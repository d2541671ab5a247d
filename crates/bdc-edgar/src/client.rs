//! Rate-limited SEC EDGAR client.

use async_trait::async_trait;
use bdc_core::{
    BdcError, FactSet, FilerRef, FilingDescriptor, FilingSource, FormType, Result, lookup_filer,
};
use serde::Deserialize;
use serde::de::DeserializeOwned;
use std::collections::HashMap;
use std::sync::Arc;
use std::time::Duration;
use tokio::sync::Mutex;
use tokio::time::{Instant, sleep};
use tracing::{debug, info, warn};

use crate::instance::{instance_file_name, parse_instance};
use crate::submissions::CompanySubmissions;

/// SEC EDGAR API base URL
const EDGAR_BASE_URL: &str = "https://data.sec.gov";

/// SEC filing archive base URL
const ARCHIVES_BASE_URL: &str = "https://www.sec.gov/Archives/edgar/data";

/// SEC company tickers URL
const COMPANY_TICKERS_URL: &str = "https://www.sec.gov/files/company_tickers.json";

/// Default rate limit: 10 requests per second (SEC requirement)
const DEFAULT_RATE_LIMIT: Duration = Duration::from_millis(100);

const SOURCE_NAME: &str = "SEC EDGAR";

/// Rate limiter to ensure we don't exceed SEC's rate limits
#[derive(Debug)]
struct RateLimiter {
    last_request: Instant,
    min_interval: Duration,
}

impl RateLimiter {
    fn new(min_interval: Duration) -> Self {
        Self {
            last_request: Instant::now() - min_interval,
            min_interval,
        }
    }

    async fn wait(&mut self) {
        let elapsed = self.last_request.elapsed();
        if elapsed < self.min_interval {
            sleep(self.min_interval - elapsed).await;
        }
        self.last_request = Instant::now();
    }
}

/// Company ticker information from SEC JSON.
#[derive(Debug, Deserialize)]
struct CompanyTickerInfo {
    /// CIK as a number (SEC returns this as an integer)
    cik_str: u64,
    /// Ticker symbol
    ticker: String,
}

/// SEC EDGAR filing source.
///
/// Locates 10-K/10-Q filings through the submissions API, downloads primary
/// documents from the archive and parses the accompanying XBRL instance.
/// Requests are spaced at least 100 ms apart.
#[derive(Debug, Clone)]
pub struct EdgarClient {
    client: reqwest::Client,
    rate_limiter: Arc<Mutex<RateLimiter>>,
    user_agent: String,
}

impl EdgarClient {
    /// Creates a client identifying itself with `user_agent`.
    ///
    /// The SEC requires a contact in the user agent, e.g.
    /// `"Research Project research@example.com"`.
    pub fn new(user_agent: &str) -> Result<Self> {
        if user_agent.trim().is_empty() {
            return Err(BdcError::InvalidParameter("Empty user agent".to_string()));
        }
        let client = reqwest::Client::builder()
            .user_agent(user_agent)
            .timeout(Duration::from_secs(30))
            .build()
            .map_err(|e| BdcError::Network(format!("Failed to build HTTP client: {}", e)))?;

        Ok(Self::with_client(client, user_agent))
    }

    /// Creates a client from a pre-configured HTTP client.
    #[must_use]
    pub fn with_client(client: reqwest::Client, user_agent: &str) -> Self {
        Self {
            client,
            rate_limiter: Arc::new(Mutex::new(RateLimiter::new(DEFAULT_RATE_LIMIT))),
            user_agent: user_agent.to_string(),
        }
    }

    /// The identity sent with every request.
    #[must_use]
    pub fn user_agent(&self) -> &str {
        &self.user_agent
    }

    /// Rate-limited GET. `Ok(None)` on 404.
    async fn get(&self, url: &str) -> Result<Option<reqwest::Response>> {
        self.rate_limiter.lock().await.wait().await;

        debug!("GET {}", url);
        let response = self
            .client
            .get(url)
            .send()
            .await
            .map_err(|e| BdcError::Network(e.to_string()))?;

        let status = response.status();
        if status == reqwest::StatusCode::NOT_FOUND {
            return Ok(None);
        }
        if status == reqwest::StatusCode::TOO_MANY_REQUESTS {
            let retry_after = response
                .headers()
                .get(reqwest::header::RETRY_AFTER)
                .and_then(|v| v.to_str().ok())
                .and_then(|v| v.parse::<u64>().ok())
                .map(Duration::from_secs);
            return Err(BdcError::RateLimited {
                source_name: SOURCE_NAME.to_string(),
                retry_after,
            });
        }
        if !status.is_success() {
            return Err(BdcError::Network(format!("HTTP {} for {}", status, url)));
        }
        Ok(Some(response))
    }

    async fn get_json<T: DeserializeOwned>(&self, url: &str) -> Result<Option<T>> {
        let Some(response) = self.get(url).await? else {
            return Ok(None);
        };
        let parsed = response
            .json()
            .await
            .map_err(|e| BdcError::Parse(format!("Failed to parse {}: {}", url, e)))?;
        Ok(Some(parsed))
    }

    async fn get_text(&self, url: &str) -> Result<Option<String>> {
        let Some(response) = self.get(url).await? else {
            return Ok(None);
        };
        let text = response
            .text()
            .await
            .map_err(|e| BdcError::Network(e.to_string()))?;
        Ok(Some(text))
    }

    /// Resolves a filer reference to a CIK (no leading zeros).
    ///
    /// Tickers are looked up in the SEC ticker file, falling back to the
    /// built-in registry when the file is unreachable or lacks the ticker.
    pub async fn resolve_cik(&self, filer: &FilerRef) -> Result<String> {
        if filer.is_cik() {
            return Ok(filer.as_str().to_string());
        }
        if filer.as_str().is_empty() {
            return Err(BdcError::InvalidParameter("Empty ticker".to_string()));
        }

        match self
            .get_json::<HashMap<String, CompanyTickerInfo>>(COMPANY_TICKERS_URL)
            .await
        {
            Ok(Some(tickers)) => {
                if let Some(company) = tickers
                    .values()
                    .find(|c| c.ticker.eq_ignore_ascii_case(filer.as_str()))
                {
                    debug!("Found CIK {} for ticker {}", company.cik_str, filer);
                    return Ok(company.cik_str.to_string());
                }
            }
            Ok(None) => warn!("Company ticker file not found"),
            Err(e) => warn!("Company ticker lookup failed: {}", e),
        }

        lookup_filer(filer.as_str())
            .map(|known| known.cik_string())
            .ok_or_else(|| BdcError::FilerNotFound(filer.to_string()))
    }

    /// Fetches the submissions metadata of a filer.
    pub async fn submissions(&self, cik: &str) -> Result<CompanySubmissions> {
        let url = format!("{}/submissions/CIK{:0>10}.json", EDGAR_BASE_URL, cik);
        self.get_json(&url)
            .await?
            .ok_or_else(|| BdcError::FilerNotFound(cik.to_string()))
    }

    fn archive_url(filing: &FilingDescriptor, file: &str) -> String {
        format!(
            "{}/{}/{}/{}",
            ARCHIVES_BASE_URL,
            filing.cik,
            filing.accession_compact(),
            file
        )
    }
}

#[async_trait]
impl FilingSource for EdgarClient {
    fn name(&self) -> &str {
        SOURCE_NAME
    }

    async fn find_filing(
        &self,
        filer: &FilerRef,
        form: FormType,
        fiscal_year: Option<i32>,
    ) -> Result<FilingDescriptor> {
        let cik = self.resolve_cik(filer).await?;
        let submissions = self.submissions(&cik).await?;

        let filing = submissions
            .select(form, fiscal_year)
            .ok_or_else(|| BdcError::FilingNotFound {
                filer: filer.to_string(),
                form: form.to_string(),
                year: fiscal_year,
            })?;
        info!(
            "Selected {} {} filed {} for {}",
            filing.form, filing.accession_number, filing.filing_date, filer
        );
        Ok(filing)
    }

    async fn facts(&self, filing: &FilingDescriptor) -> Result<FactSet> {
        let Some(primary) = filing.primary_document.as_deref() else {
            return Ok(FactSet::default());
        };
        let url = Self::archive_url(filing, &instance_file_name(primary));
        match self.get_text(&url).await? {
            Some(xml) => {
                let facts = parse_instance(&xml)?;
                debug!(
                    "Parsed {} facts and {} contexts from {}",
                    facts.len(),
                    facts.context_count(),
                    url
                );
                Ok(facts)
            }
            None => {
                debug!("No XBRL instance at {}", url);
                Ok(FactSet::default())
            }
        }
    }

    async fn document(&self, filing: &FilingDescriptor) -> Result<String> {
        let primary = filing.primary_document.as_deref().ok_or_else(|| {
            BdcError::NotSupported(format!(
                "Filing {} has no primary document",
                filing.accession_number
            ))
        })?;
        let url = Self::archive_url(filing, primary);
        self.get_text(&url)
            .await?
            .ok_or_else(|| BdcError::Network(format!("Document not found: {}", url)))
    }

    async fn filer_name(&self, filer: &FilerRef) -> Result<Option<String>> {
        if let Some(known) = lookup_filer(filer.as_str()) {
            return Ok(Some(known.name.to_string()));
        }
        let cik = self.resolve_cik(filer).await?;
        let submissions = self.submissions(&cik).await?;
        Ok(Some(submissions.name).filter(|n| !n.is_empty()))
    }
}

#[cfg(test)]
mod tests {
    use super::*;
    use chrono::NaiveDate;

    #[test]
    fn test_client_identity() {
        let client = EdgarClient::new("Research research@example.com").unwrap();
        assert_eq!(client.name(), "SEC EDGAR");
        assert_eq!(client.user_agent(), "Research research@example.com");
        assert!(EdgarClient::new("  ").is_err());
    }

    #[test]
    fn test_archive_url() {
        let filing = FilingDescriptor {
            cik: "1287750".to_string(),
            accession_number: "0001287750-25-000010".to_string(),
            filing_date: NaiveDate::from_ymd_opt(2025, 2, 5).unwrap(),
            form: "10-K".to_string(),
            report_date: None,
            primary_document: Some("arcc-20241231.htm".to_string()),
        };
        assert_eq!(
            EdgarClient::archive_url(&filing, "arcc-20241231_htm.xml"),
            "https://www.sec.gov/Archives/edgar/data/1287750/000128775025000010/arcc-20241231_htm.xml"
        );
    }

    #[tokio::test]
    async fn test_cik_reference_needs_no_lookup() {
        let client = EdgarClient::new("Research research@example.com").unwrap();
        let cik = client.resolve_cik(&FilerRef::new("0001287750")).await.unwrap();
        assert_eq!(cik, "1287750");
    }

    #[tokio::test]
    async fn test_known_filer_name_is_local() {
        let client = EdgarClient::new("Research research@example.com").unwrap();
        let name = client.filer_name(&FilerRef::new("arcc")).await.unwrap();
        assert_eq!(name.as_deref(), Some("Ares Capital Corporation"));
    }
}
#![doc = include_str!("../README.md")]
#![doc(issue_tracker_base_url = "https://github.com/factordynamics/bdc/issues/")]
#![cfg_attr(docsrs, feature(doc_cfg, doc_auto_cfg))]
#![warn(missing_docs)]
#![forbid(unsafe_code)]

//! ```
//! use bdc_analytics::{HoldingsMatrix, MatrixValue, PositionRow};
//!
//! let rows = vec![
//!     PositionRow::new("A", "Acme Inc", Some(10.0)),
//!     PositionRow::new("A", "Beta LLC", Some(4.0)),
//!     PositionRow::new("B", "Acme Corp", Some(5.0)),
//!     PositionRow::new("B", "Gamma Co", Some(6.0)),
//! ];
//! let matrix = HoldingsMatrix::build(&rows, MatrixValue::Presence);
//! let common = matrix.common_holdings(2);
//! assert_eq!(common.len(), 1);
//! assert_eq!(common[0].company, "acme");
//! assert_eq!(common[0].holders, vec!["A", "B"]);
//! ```

/// Herfindahl-Hirschman industry concentration.
pub mod concentration;
/// Holdings and overlap matrices.
pub mod matrix;
/// Analytics input rows.
pub mod positions;
/// CSV report writers.
pub mod report;

// Re-export commonly used items at crate root
pub use concentration::{ConcentrationLevel, ConcentrationReport, concentration_reports, hhi};
pub use matrix::{CommonHolding, FilerOverlap, HoldingsMatrix, MatrixValue, OverlapMatrix};
pub use positions::{PositionRow, rows_from_records};
pub use report::{
    write_common_holdings, write_concentration, write_overlap_matrix, write_overlap_summary,
    write_to_path,
};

----------

◆ **Exercise**: In the entries above, find every line holding the word "const" and copy it out.

◆ **Exercise solution**:
const EDGAR_BASE_URL: &str = "https://data.sec.gov";
const ARCHIVES_BASE_URL: &str = "https://www.sec.gov/Archives/edgar/data";
const COMPANY_TICKERS_URL: &str = "https://www.sec.gov/files/company_tickers.json";
const DEFAULT_RATE_LIMIT: Duration = Duration::from_millis(100);
const SOURCE_NAME: &str = "SEC EDGAR";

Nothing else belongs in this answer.